That said, Zelda I does represent what I wish the whole series was more like--its not open, but it does represent a sort of middle ground. the classic Zelda structure always annoys me with, for example, how it will place a blatantly visible heart piece somewhere you can't get to until you come back with an item you don't get until way later in the game. I hate that shit. I see the thing, let me get it NOW. Or at least make it some clever puzzle I could solve. The way the series usually works, these are basically just a glorified locked door that you need the key for.

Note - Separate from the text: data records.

//! Error types for tagmirror-core

use thiserror::Error;

/// Result type alias using tagmirror-core's Error type
pub type Result<T> = std::result::Result<T, Error>;

/// Core error types for tagmirror
#[derive(Error, Debug)]
pub enum Error {
    /// Configuration file not found
    #[error("Configuration file not found: {path}")]
    ConfigNotFound { path: String },

    /// Invalid configuration value
    #[error("Invalid configuration: {message}")]
    InvalidConfig { message: String },

    /// Invalid version string
    #[error("Invalid version format: {version}")]
    InvalidVersion { version: String },

    /// Invalid tag pattern
    #[error("Invalid tag pattern '{pattern}': {source}")]
    InvalidPattern {
        pattern: String,
        #[source]
        source: regex::Error,
    },

    /// YAML parsing error
    #[error("YAML parsing error: {0}")]
    YamlParse(#[from] serde_yaml_ng::Error),

    /// JSON parsing error
    #[error("JSON parsing error: {0}")]
    JsonParse(#[from] serde_json::Error),

    /// IO error
    #[error("IO error: {0}")]
    Io(#[from] std::io::Error),

    /// Could not lock the state file
    #[error("Failed to lock state file {path}: {source}")]
    StateLock {
        path: String,
        #[source]
        source: std::io::Error,
    },

    /// Upstream tag enumeration failed
    #[error("Failed to list upstream tags: {0:#}")]
    TagListing(anyhow::Error),

    /// The state store rejected a read or write
    #[error("State store error for tag '{tag}': {source}")]
    StateStore {
        tag: String,
        #[source]
        source: Box<Error>,
    },
}

impl Error {
    /// Create a config not found error
    pub fn config_not_found(path: impl Into<String>) -> Self {
        Self::ConfigNotFound { path: path.into() }
    }

    /// Create an invalid config error
    pub fn invalid_config(message: impl Into<String>) -> Self {
        Self::InvalidConfig {
            message: message.into(),
        }
    }

    /// Create an invalid version error
    pub fn invalid_version(version: impl Into<String>) -> Self {
        Self::InvalidVersion {
            version: version.into(),
        }
    }

    /// Create an invalid pattern error
    pub fn invalid_pattern(pattern: impl Into<String>, source: regex::Error) -> Self {
        Self::InvalidPattern {
            pattern: pattern.into(),
            source,
        }
    }

    /// Wrap a store failure with the tag being processed
    pub fn state_store(tag: impl Into<String>, source: Error) -> Self {
        Self::StateStore {
            tag: tag.into(),
            source: Box::new(source),
        }
    }
}
//! Fixed-interval driver for the sync engine

use crate::error::Result;
use crate::shutdown::Shutdown;
use crate::sync::{SyncEngine, SyncReport};
use std::time::Duration;
use tracing::{error, info};

/// Where the watcher is between and during cycles
#[derive(Debug, Clone, Copy, PartialEq, Eq)]
pub enum WatcherState {
    Idle,
    Running,
}

/// Runs sync cycles on a timer. A failed cycle is logged and the loop goes
/// on; only the shutdown signal ends it.
pub struct Watcher {
    engine: SyncEngine,
    interval: Duration,
    shutdown: Shutdown,
    state: WatcherState,
    cycles: u64,
}

impl Watcher {
    pub fn new(engine: SyncEngine, interval: Duration) -> Self {
        Self {
            engine,
            interval,
            shutdown: Shutdown::never(),
            state: WatcherState::Idle,
            cycles: 0,
        }
    }

    /// Stop the loop (and the engine between tags) when `shutdown` fires
    pub fn with_shutdown(mut self, shutdown: Shutdown) -> Self {
        self.engine = self.engine.with_shutdown(shutdown.clone());
        self.shutdown = shutdown;
        self
    }

    pub fn state(&self) -> WatcherState {
        self.state
    }

    /// Cycles started so far
    pub fn cycles(&self) -> u64 {
        self.cycles
    }

    pub fn engine(&self) -> &SyncEngine {
        &self.engine
    }

    /// Run exactly one cycle, returning its failure to the caller
    pub async fn run_once(&mut self) -> Result<SyncReport> {
        self.state = WatcherState::Running;
        self.cycles += 1;
        let result = self.engine.run_cycle().await;
        self.state = WatcherState::Idle;
        result
    }

    /// Run cycles until shutdown. Cycle errors never escape.
    pub async fn run(&mut self) {
        info!("Starting watcher loop; polling every {}s", self.interval.as_secs());

        loop {
            if self.shutdown.is_requested() {
                break;
            }

            if let Err(e) = self.run_once().await {
                error!("Error during sync: {}", e);
            }

            let mut shutdown = self.shutdown.clone();
            tokio::select! {
                _ = tokio::time::sleep(self.interval) => {}
                _ = shutdown.wait() => break,
            }
        }

        info!("Watcher stopped after {} cycles", self.cycles);
    }
}
//! Status command

use anyhow::Result;
use camino::Utf8Path;
use tabled::{settings::Style, Table, Tabled};
use tagmirror_core::config::MirrorConfig;
use tagmirror_core::StateStore;

use crate::cli::StatusArgs;
use crate::output;

#[derive(Tabled)]
struct RecordRow {
    tag: String,
    digest: String,
    updated: String,
    #[tabled(rename = "last built")]
    last_built: String,
}

pub fn run(args: StatusArgs, config_path: Option<&Utf8Path>) -> Result<()> {
    let config = MirrorConfig::load(config_path)?;
    let store = super::open_store(&config)?;
    let records = store.records()?;

    if args.json {
        println!("{}", serde_json::to_string_pretty(&records)?);
        return Ok(());
    }

    output::header(&format!("State: {}", store.path()));
    if records.is_empty() {
        output::info("No tags recorded yet");
        return Ok(());
    }

    let built = records.iter().filter(|r| r.last_built_at.is_some()).count();
    output::kv("Tags", &records.len().to_string());
    output::kv("Built at least once", &built.to_string());

    let rows: Vec<RecordRow> = records
        .into_iter()
        .map(|r| RecordRow {
            tag: r.name,
            digest: r.digest.unwrap_or_else(|| "none".to_string()),
            updated: r.updated_at.to_rfc3339(),
            last_built: r
                .last_built_at
                .map(|at| at.to_rfc3339())
                .unwrap_or_else(|| "never".to_string()),
        })
        .collect();

    println!();
    let mut table = Table::new(rows);
    table.with(Style::sharp());
    println!("{}", table);

    Ok(())
}
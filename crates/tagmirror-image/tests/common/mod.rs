//! Shared fixtures for tagmirror-image integration tests

#![allow(dead_code)]

use async_trait::async_trait;
use std::collections::HashSet;
use std::sync::{Arc, Mutex};
use tagmirror_core::source::{BuildExecutor, BuildOutcome};
use wiremock::matchers::{method, path};
use wiremock::{Mock, MockServer, ResponseTemplate};

pub const REPOSITORY: &str = "library/caddy";

/// Tag listing served by the fake registry
pub async fn mock_tag_list(server: &MockServer, tags: &[&str]) {
    Mock::given(method("GET"))
        .and(path(format!("/v2/{}/tags/list", REPOSITORY)))
        .respond_with(ResponseTemplate::new(200).set_body_json(serde_json::json!({
            "name": REPOSITORY,
            "tags": tags,
        })))
        .mount(server)
        .await;
}

/// Manifest HEAD for `tag` answering with `digest`
pub async fn mock_manifest(server: &MockServer, tag: &str, digest: &str) {
    Mock::given(method("HEAD"))
        .and(path(format!("/v2/{}/manifests/{}", REPOSITORY, tag)))
        .respond_with(ResponseTemplate::new(200).insert_header("Docker-Content-Digest", digest))
        .mount(server)
        .await;
}

/// Manifest HEAD for `tag` answering 404
pub async fn mock_missing_manifest(server: &MockServer, tag: &str) {
    Mock::given(method("HEAD"))
        .and(path(format!("/v2/{}/manifests/{}", REPOSITORY, tag)))
        .respond_with(ResponseTemplate::new(404))
        .mount(server)
        .await;
}

/// Executor that records requested tags instead of running docker
#[derive(Clone, Default)]
pub struct RecordingExecutor {
    built: Arc<Mutex<Vec<String>>>,
    failing: Arc<HashSet<String>>,
}

impl RecordingExecutor {
    pub fn failing(tags: &[&str]) -> Self {
        Self {
            built: Arc::default(),
            failing: Arc::new(tags.iter().map(|t| t.to_string()).collect()),
        }
    }

    pub fn built(&self) -> Vec<String> {
        self.built.lock().unwrap().clone()
    }
}

#[async_trait]
impl BuildExecutor for RecordingExecutor {
    async fn build(&self, tag: &str) -> BuildOutcome {
        self.built.lock().unwrap().push(tag.to_string());
        if self.failing.contains(tag) {
            BuildOutcome::Failure { exit_code: Some(1) }
        } else {
            BuildOutcome::Success
        }
    }
}
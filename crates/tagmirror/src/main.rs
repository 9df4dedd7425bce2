//! tagmirror CLI - mirror a filtered set of upstream image tags
//!
//! This is the main entry point for the tagmirror command-line interface.

mod cli;
mod commands;
mod output;

use anyhow::Result;
use clap::Parser;
use tracing_subscriber::{fmt, prelude::*, EnvFilter};

use cli::{Cli, Commands};

#[tokio::main]
async fn main() -> Result<()> {
    // Initialize rustls crypto provider (required for rustls 0.23+)
    // This must be done before any TLS operations
    let _ = rustls::crypto::aws_lc_rs::default_provider().install_default();

    let cli = Cli::parse();

    init_tracing(cli.verbose, cli.quiet);

    match cli.command {
        Commands::Watch(args) => commands::watch::run(args, cli.config.as_deref()).await,
        Commands::Once(args) => commands::once::run(args, cli.config.as_deref()).await,
        Commands::List(args) => commands::list::run(args, cli.config.as_deref()).await,
        Commands::Status(args) => commands::status::run(args, cli.config.as_deref()),
    }
}

/// Initialize tracing with appropriate verbosity
fn init_tracing(verbose: u8, quiet: bool) {
    let filter = if quiet {
        EnvFilter::new("error")
    } else {
        match verbose {
            // Cycle summaries and builds are logged at info
            0 => EnvFilter::new("info"),
            1 => EnvFilter::new("debug"),
            _ => EnvFilter::new("trace"),
        }
    };

    tracing_subscriber::registry()
        .with(fmt::layer().with_target(false))
        .with(filter)
        .init();
}
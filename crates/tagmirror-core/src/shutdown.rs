//! Cooperative shutdown signal
//!
//! An interrupt never cancels an in-flight build; it only keeps the next tag
//! or the next cycle from starting.

use tokio::sync::watch;

/// Sending half, held by whoever listens for Ctrl-C
#[derive(Debug)]
pub struct ShutdownTrigger(watch::Sender<bool>);

impl ShutdownTrigger {
    pub fn trigger(&self) {
        // Nobody listening is fine
        let _ = self.0.send(true);
    }
}

/// Receiving half, cloned into the engine and the watcher
#[derive(Debug, Clone)]
pub struct Shutdown(watch::Receiver<bool>);

impl Shutdown {
    /// A signal that never fires
    pub fn never() -> Self {
        let (_tx, rx) = watch::channel(false);
        Self(rx)
    }

    pub fn is_requested(&self) -> bool {
        *self.0.borrow()
    }

    /// Resolves once shutdown has been requested. Parks forever if the
    /// trigger is dropped without firing.
    pub async fn wait(&mut self) {
        loop {
            if *self.0.borrow_and_update() {
                return;
            }
            if self.0.changed().await.is_err() {
                std::future::pending::<()>().await;
            }
        }
    }
}

/// Create a connected trigger/receiver pair
pub fn channel() -> (ShutdownTrigger, Shutdown) {
    let (tx, rx) = watch::channel(false);
    (ShutdownTrigger(tx), Shutdown(rx))
}
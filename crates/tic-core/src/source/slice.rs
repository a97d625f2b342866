use super::{ByteSource, SourceError};

/// In-memory source over a byte slice.
///
/// # Examples
/// ```
/// use tic_core::{ByteSource, SliceSource};
///
/// let mut source = SliceSource::new(&[0x02, 0x03]);
/// assert!(source.available());
/// assert_eq!(source.read_byte().unwrap(), Some(0x02));
/// assert_eq!(source.remaining(), 1);
/// ```
#[derive(Debug, Clone)]
pub struct SliceSource<'a> {
    bytes: &'a [u8],
    position: usize,
}

impl<'a> SliceSource<'a> {
    pub fn new(bytes: &'a [u8]) -> Self {
        Self { bytes, position: 0 }
    }

    pub fn remaining(&self) -> usize {
        self.bytes.len() - self.position
    }

    pub fn position(&self) -> usize {
        self.position
    }
}

impl ByteSource for SliceSource<'_> {
    fn available(&mut self) -> bool {
        self.position < self.bytes.len()
    }

    fn read_byte(&mut self) -> Result<Option<u8>, SourceError> {
        let byte = self.bytes.get(self.position).copied();
        if byte.is_some() {
            self.position += 1;
        }
        Ok(byte)
    }

    fn fill(&mut self) -> Result<bool, SourceError> {
        Ok(self.available())
    }
}
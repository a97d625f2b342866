//! TIC protocol decoding.
//!
//! The link carries frames (`0x02`…`0x03`) of datasets (`0x0A`…`0x0D`). Each
//! byte holds 7 data bits and an even-parity bit. A dataset is a name, an
//! optional timestamp and a value, split by a separator whose identity
//! (space or tab) gives the protocol generation, followed by a checksum byte.
//!
//! The module is layered:
//! - `layout`: marker bytes and field caps (source of truth)
//! - `reader`: parity, checksum and field splitting over a completed dataset
//! - `parser`: the byte-driven state machine
//! - `error`: explicit, recoverable decode errors
//!
//! `buffer` holds the bounded accumulation buffer and `encoder` the reverse
//! direction, used for fixtures and tests.

pub mod buffer;
pub mod encoder;
pub mod error;
pub mod generation;
pub mod layout;
pub mod parser;
pub mod reader;

pub use error::{DecodeError, ErrorKind};
pub use generation::Generation;
pub use parser::{Dataset, Decoder, DecoderState, DecoderStats, Outcome};
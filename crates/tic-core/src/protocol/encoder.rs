//! Wire encoder for TIC frames.
//!
//! Produces 7-bit frames with correct checksums; [`apply_parity`] turns them
//! into wire bytes. Used to build capture fixtures and to simulate a meter.

use super::generation::Generation;
use super::layout;
use super::reader::checksum;

/// Set the parity bit so the byte carries an even number of ones.
///
/// # Examples
/// ```
/// use tic_core::protocol::encoder::with_parity;
///
/// assert_eq!(with_parity(b'A'), b'A');
/// assert_eq!(with_parity(b'C'), b'C' | 0x80);
/// ```
pub fn with_parity(byte: u8) -> u8 {
    let data = byte & layout::DATA_MASK;
    if data.count_ones() % 2 == 1 {
        data | layout::PARITY_BIT
    } else {
        data
    }
}

pub fn apply_parity(bytes: &[u8]) -> Vec<u8> {
    bytes.iter().copied().map(with_parity).collect()
}

/// Encode one dataset, dataset start and stop markers included.
///
/// An empty `timestamp` produces a two-field dataset.
///
/// # Examples
/// ```
/// use tic_core::Generation;
/// use tic_core::protocol::encoder::encode_dataset;
///
/// let bytes = encode_dataset(Generation::Historic, "ADCO", "", "031528123456");
/// assert_eq!(bytes, b"\nADCO 031528123456 ?\r");
/// ```
pub fn encode_dataset(generation: Generation, name: &str, timestamp: &str, value: &str) -> Vec<u8> {
    let separator = generation.separator();
    let mut content = Vec::with_capacity(name.len() + timestamp.len() + value.len() + 3);
    content.extend_from_slice(name.as_bytes());
    content.push(separator);
    if !timestamp.is_empty() {
        content.extend_from_slice(timestamp.as_bytes());
        content.push(separator);
    }
    content.extend_from_slice(value.as_bytes());

    let sum = match generation {
        Generation::Historic => checksum(&content),
        Generation::Standard => {
            content.push(separator);
            checksum(&content)
        }
    };
    if generation == Generation::Historic {
        content.push(separator);
    }

    let mut bytes = Vec::with_capacity(content.len() + 3);
    bytes.push(layout::DATASET_START);
    bytes.extend_from_slice(&content);
    bytes.push(sum);
    bytes.push(layout::DATASET_STOP);
    bytes
}

/// Builder for one frame of datasets.
#[derive(Debug, Clone)]
pub struct FrameBuilder {
    bytes: Vec<u8>,
}

impl Default for FrameBuilder {
    fn default() -> Self {
        Self::new()
    }
}

impl FrameBuilder {
    pub fn new() -> Self {
        Self {
            bytes: vec![layout::FRAME_START],
        }
    }

    pub fn dataset(mut self, generation: Generation, name: &str, timestamp: &str, value: &str) -> Self {
        self.bytes
            .extend(encode_dataset(generation, name, timestamp, value));
        self
    }

    /// Append bytes verbatim, e.g. a hand-corrupted dataset.
    pub fn raw(mut self, bytes: &[u8]) -> Self {
        self.bytes.extend_from_slice(bytes);
        self
    }

    /// Close the frame and return its 7-bit bytes.
    pub fn finish(mut self) -> Vec<u8> {
        self.bytes.push(layout::FRAME_STOP);
        self.bytes
    }
}

#[cfg(test)]
mod tests {
    use super::{FrameBuilder, apply_parity, encode_dataset, with_parity};
    use crate::protocol::generation::Generation;
    use crate::protocol::reader::has_valid_parity;

    #[test]
    fn parity_is_always_valid() {
        for byte in 0u8..=0x7F {
            let wire = with_parity(byte);
            assert!(has_valid_parity(wire));
            assert_eq!(wire & 0x7F, byte);
        }
    }

    #[test]
    fn standard_dataset_with_timestamp() {
        let bytes = encode_dataset(Generation::Standard, "SINSTS", "e190223132520", "00290");
        assert_eq!(bytes, b"\nSINSTS\te190223132520\t00290\t]\r");
    }

    #[test]
    fn frame_wraps_datasets() {
        let frame = FrameBuilder::new()
            .dataset(Generation::Historic, "IINST", "", "002")
            .finish();
        assert_eq!(frame, b"\x02\nIINST 002 Y\r\x03");
        assert!(apply_parity(&frame).into_iter().all(has_valid_parity));
    }
}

BOTW though I feel goes too far the other extreme, to the point where when I play it, it becomes a "getting autistically sidetracked" simulator. In a game like LOZ1 or Dragon Warrior the point of sequence breaking is to give you an advantage when you go to take on the main challenge, but with BOTW it kinda feels like the only thing worth doing is the shrines and maybe 100 or so Korok Seeds, otherwise you might as well just do the Divine Beast quests--and I'm up in the air over which is best to do first: the Rito one or the Zora one.

My biggest problem is just, there's not a POINT to most of the open world. You collect tons of plants, bugs, apples, etc that you're never ever gonna need that you're only holding on to because "I might find some niche use for this later" (spoiler: you won't) or the game distracts you with a falling star you can collect which is used for I-Still-Don't-Know-What. At least with the dragons, you get something telling you what they're about before you go hunting them. Or at least I did.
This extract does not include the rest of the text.